Thursday, August 23, 2012

Book I read!

A book I have read and enjoyed multiple times during this past year and summer is Lynsay Sands novel, Under a Vampire Moon. Its romance filled and lots of tension built up. The novel series is called An Argeneau Novel. Out of the series this is so far my favorite book. The book takes place on a vacation in St.Lucia, the character Carolyn Conner is in the middle of a divorce. Carolyn is vacationing with her friend Bethany.Carolyn doesn't want to think about men or a relationship in any way except friendship, but Bethany wasn't going to let Carolyn be at that, Bethany was going to get Carolyn with someone even if it was by force. Carolyn  meets a woman Marguerite Argeneau, who is infamous among her family for her matchmaking powers. Carolyn's other friend Genie s the entertainment director at the resort and is in need of a band. Marguerite  just so happen to know the perfect band for Genie and the perfect match for Carolyn. Marguerite's son Christian. Christian Notte has been without a lifemate, and has seen enough of his relatives  find theirs, never has he thought about himself falling in love, until he and his cousins are called to perform and he meets the deprived mortal Carolyn. Christian worries how can he reveal what he is, but still convince her to trust him with her heart ad for forever. This story is suspenseful and will have you on the edge of your seats begging for more. I fell in love with this book reading the first page I read. Hope that you get a chance to experience the love undenying love of these two people.
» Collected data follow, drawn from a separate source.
//! Configuration management for deepsearch
//!
//! Configuration is loaded once at process start, validated, and then handed
//! to each component as an immutable value.

use crate::auth::Credential;
use crate::error::{DeepSearchError, Result};
use serde::{Deserialize, Serialize};
use std::path::{Path, PathBuf};
use std::time::Duration;

mod validator;

pub use validator::ConfigValidator;

/// Main configuration structure
#[derive(Debug, Clone, Serialize, Deserialize)]
pub struct Config {
    #[serde(rename = "_meta")]
    pub meta: MetaConfig,
    pub knowledge_base: KnowledgeBaseConfig,
    pub search: SearchConfig,
    pub deep_search: DeepSearchConfig,
    pub generator: GeneratorConfig,
    pub server: ServerConfig,
}

/// Metadata about the configuration
#[derive(Debug, Clone, Serialize, Deserialize)]
pub struct MetaConfig {
    pub schema_version: String,
    #[serde(default = "current_timestamp")]
    pub created_at: String,
}

fn current_timestamp() -> String {
    chrono::Utc::now().to_rfc3339()
}

/// Remote knowledge-base connection settings
#[derive(Debug, Clone, Serialize, Deserialize)]
pub struct KnowledgeBaseConfig {
    /// "https" in production; tests point this at a local "http" server
    pub scheme: String,
    pub domain: String,
    pub account_id: String,
    pub collection_name: String,
    pub project: String,
    /// Environment variable holding the access key
    pub access_key_env: String,
    /// Environment variable holding the secret key
    pub secret_key_env: String,
    pub connect_timeout: String,
    pub socket_timeout: String,
}

impl KnowledgeBaseConfig {
    /// Resolve the signing credential from the configured environment variables
    pub fn credential(&self) -> Result<Credential> {
        let access_key = std::env::var(&self.access_key_env).unwrap_or_default();
        let secret_key = std::env::var(&self.secret_key_env).unwrap_or_default();
        Credential::new(access_key, secret_key, self.account_id.clone())
    }

    pub fn connect_timeout(&self) -> Result<Duration> {
        parse_duration(&self.connect_timeout)
    }

    pub fn socket_timeout(&self) -> Result<Duration> {
        parse_duration(&self.socket_timeout)
    }
}

/// Defaults for a single passage search
#[derive(Debug, Clone, Serialize, Deserialize)]
pub struct SearchConfig {
    pub limit: usize,
    pub dense_weight: f32,
    pub rerank_switch: bool,
}

/// Deep search fan-out settings
#[derive(Debug, Clone, Serialize, Deserialize)]
pub struct DeepSearchConfig {
    /// Maximum number of sub-query searches in flight at once
    pub max_concurrency: usize,
    /// Bound on each individual sub-query search
    pub call_timeout: String,
    /// Bound on the whole fan-out stage
    pub request_timeout: String,
    /// Rescore merged passages through the rerank service
    pub rerank: bool,
}

impl DeepSearchConfig {
    pub fn call_timeout(&self) -> Result<Duration> {
        parse_duration(&self.call_timeout)
    }

    pub fn request_timeout(&self) -> Result<Duration> {
        parse_duration(&self.request_timeout)
    }
}

/// Query decomposition model endpoint
#[derive(Debug, Clone, Serialize, Deserialize)]
pub struct GeneratorConfig {
    pub endpoint: String,
    pub model: String,
    pub max_new_tokens: usize,
    pub temperature: f32,
    pub timeout: String,
}

impl GeneratorConfig {
    pub fn timeout(&self) -> Result<Duration> {
        parse_duration(&self.timeout)
    }
}

/// HTTP API server settings
#[derive(Debug, Clone, Serialize, Deserialize)]
pub struct ServerConfig {
    pub bind_address: String,
    pub port: u16,
}

impl Config {
    /// Load configuration from a file
    pub fn load(path: &Path) -> Result<Self> {
        if !path.exists() {
            return Err(DeepSearchError::ConfigNotFound {
                path: path.to_path_buf(),
            });
        }

        let content = std::fs::read_to_string(path).map_err(|e| DeepSearchError::Io {
            source: e,
            context: format!("Failed to read config file: {:?}", path),
        })?;
        let mut config: Config = toml::from_str(&content)?;

        config.apply_env_overrides();

        ConfigValidator::validate(&config)?;

        Ok(config)
    }

    /// Save configuration to a file
    pub fn save(&self, path: &Path) -> Result<()> {
        let content = toml::to_string_pretty(self)?;
        std::fs::write(path, content).map_err(|e| DeepSearchError::Io {
            source: e,
            context: format!("Failed to write config file: {:?}", path),
        })?;
        Ok(())
    }

    /// Apply environment variable overrides
    /// Environment variables in format: DEEPSEARCH_SECTION__KEY=value
    pub fn apply_env_overrides(&mut self) {
        for (key, value) in std::env::vars() {
            if let Some(config_key) = key.strip_prefix("DEEPSEARCH_") {
                if let Err(e) = self.set_value_from_env(config_key, &value) {
                    tracing::warn!("Failed to apply env override {}: {}", key, e);
                }
            }
        }
    }

    fn set_value_from_env(&mut self, path: &str, value: &str) -> Result<()> {
        match path {
            "KNOWLEDGE_BASE__DOMAIN" => self.knowledge_base.domain = value.to_string(),
            "KNOWLEDGE_BASE__SCHEME" => self.knowledge_base.scheme = value.to_string(),
            "KNOWLEDGE_BASE__ACCOUNT_ID" => self.knowledge_base.account_id = value.to_string(),
            "KNOWLEDGE_BASE__COLLECTION_NAME" => {
                self.knowledge_base.collection_name = value.to_string()
            }
            "GENERATOR__ENDPOINT" => self.generator.endpoint = value.to_string(),
            "GENERATOR__MODEL" => self.generator.model = value.to_string(),
            "DEEP_SEARCH__MAX_CONCURRENCY" => {
                self.deep_search.max_concurrency = parse_value(path, value)?;
            }
            "DEEP_SEARCH__RERANK" => {
                self.deep_search.rerank = parse_value(path, value)?;
            }
            "SERVER__PORT" => {
                self.server.port = parse_value(path, value)?;
            }
            _ => {
                tracing::debug!("Unknown env config key: {}", path);
            }
        }
        Ok(())
    }

    /// Get the default configuration file path
    pub fn default_path() -> Result<PathBuf> {
        let config_dir = dirs::config_dir().ok_or_else(|| {
            DeepSearchError::Config("Cannot determine config directory".to_string())
        })?;

        Ok(config_dir.join("deepsearch").join("config.toml"))
    }
}

impl Default for Config {
    fn default() -> Self {
        Self {
            meta: MetaConfig {
                schema_version: "1.0.0".to_string(),
                created_at: current_timestamp(),
            },
            knowledge_base: KnowledgeBaseConfig {
                scheme: "https".to_string(),
                domain: "api-knowledgebase.mlp.cn-beijing.volces.com".to_string(),
                account_id: String::new(),
                collection_name: "RAG".to_string(),
                project: "default".to_string(),
                access_key_env: "VOLC_ACCESSKEY".to_string(),
                secret_key_env: "VOLC_SECRETKEY".to_string(),
                connect_timeout: "10s".to_string(),
                socket_timeout: "10s".to_string(),
            },
            search: SearchConfig {
                limit: 10,
                dense_weight: 0.7,
                rerank_switch: false,
            },
            deep_search: DeepSearchConfig {
                max_concurrency: 5,
                call_timeout: "20s".to_string(),
                request_timeout: "60s".to_string(),
                rerank: false,
            },
            generator: GeneratorConfig {
                endpoint: "http://127.0.0.1:11434".to_string(),
                model: "insightview-deepsearch".to_string(),
                max_new_tokens: 512,
                temperature: 0.1,
                timeout: "60s".to_string(),
            },
            server: ServerConfig {
                bind_address: "0.0.0.0".to_string(),
                port: 5000,
            },
        }
    }
}

fn parse_value<T: std::str::FromStr>(path: &str, value: &str) -> Result<T> {
    value
        .parse()
        .map_err(|_| DeepSearchError::InvalidConfigValue {
            path: path.to_string(),
            message: format!("Cannot parse '{}'", value),
        })
}

/// Parse duration strings like "500ms", "10s", "2m", "1h" (bare digits are seconds)
pub fn parse_duration(s: &str) -> Result<Duration> {
    let s = s.trim();
    let invalid = || DeepSearchError::InvalidConfigValue {
        path: "duration".to_string(),
        message: format!("Invalid duration format: '{}'", s),
    };

    let split = s.find(|c: char| !c.is_ascii_digit()).unwrap_or(s.len());
    let (digits, unit) = s.split_at(split);
    let amount: u64 = digits.parse().map_err(|_| invalid())?;

    match unit {
        "ms" => Ok(Duration::from_millis(amount)),
        "" | "s" => Ok(Duration::from_secs(amount)),
        "m" => Ok(Duration::from_secs(amount * 60)),
        "h" => Ok(Duration::from_secs(amount * 3600)),
        _ => Err(invalid()),
    }
}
Wednesday, August 22, 2012

Random!

Okay, for my first official post I am deciding to go with a random topic! For this random topic it's going to be about me and my interests.First off my name is Kaitlin, but everyone calls me Katie or Kay Kay. I live with my mother and my step-father and my three sisters. My mother married my step-father. I just turned fifteen and got my permit recently. Since this random post, I'm going talk about my summer. My summer consisted of going swimming, hanging out with friends and my boyfriend, going to the beach, and having a ball with my family. During this Summer I was invited to go to Australia for the summer of 2013, and was asked to become a member of the NSHSS (National Society of High School Scholars). I was so happy about it. Everything was wonderful this summer. I was born in New Port Richie, Florida and I moved when I was six-months old. I have lived in and out with my Maw maw and Paw paw while my mother worked to support me and her.When I was eight she gave birth to my first younger sister Emily,  who is now seven. The next year, a month before her first birthday my Paw paw passed away. A few months later my mother had twins named Abigail and the other Lillian. The twins are now six years old .  After a few years after the death of my Paw paw I came out of the horrible depression state I was in. For five years I didn't smile, laugh, barely even came out of my room for anything. Very recently I smiled for the first time in five years. Now my mother is graduating from Belmont Abby, my Uncle is retiring from twenty years from the U.S Navy and my Aunt  just moved to Kentucky with my cousin. My Maw maw teaches me pool and new tricks every now and then. She plays in pool tournaments almost every Tuesday and soon I will be able to join the tournaments with her. Well that's my life, its pretty explainable, but if you have any questions comment your questions and I'll try to answer them the best way possible.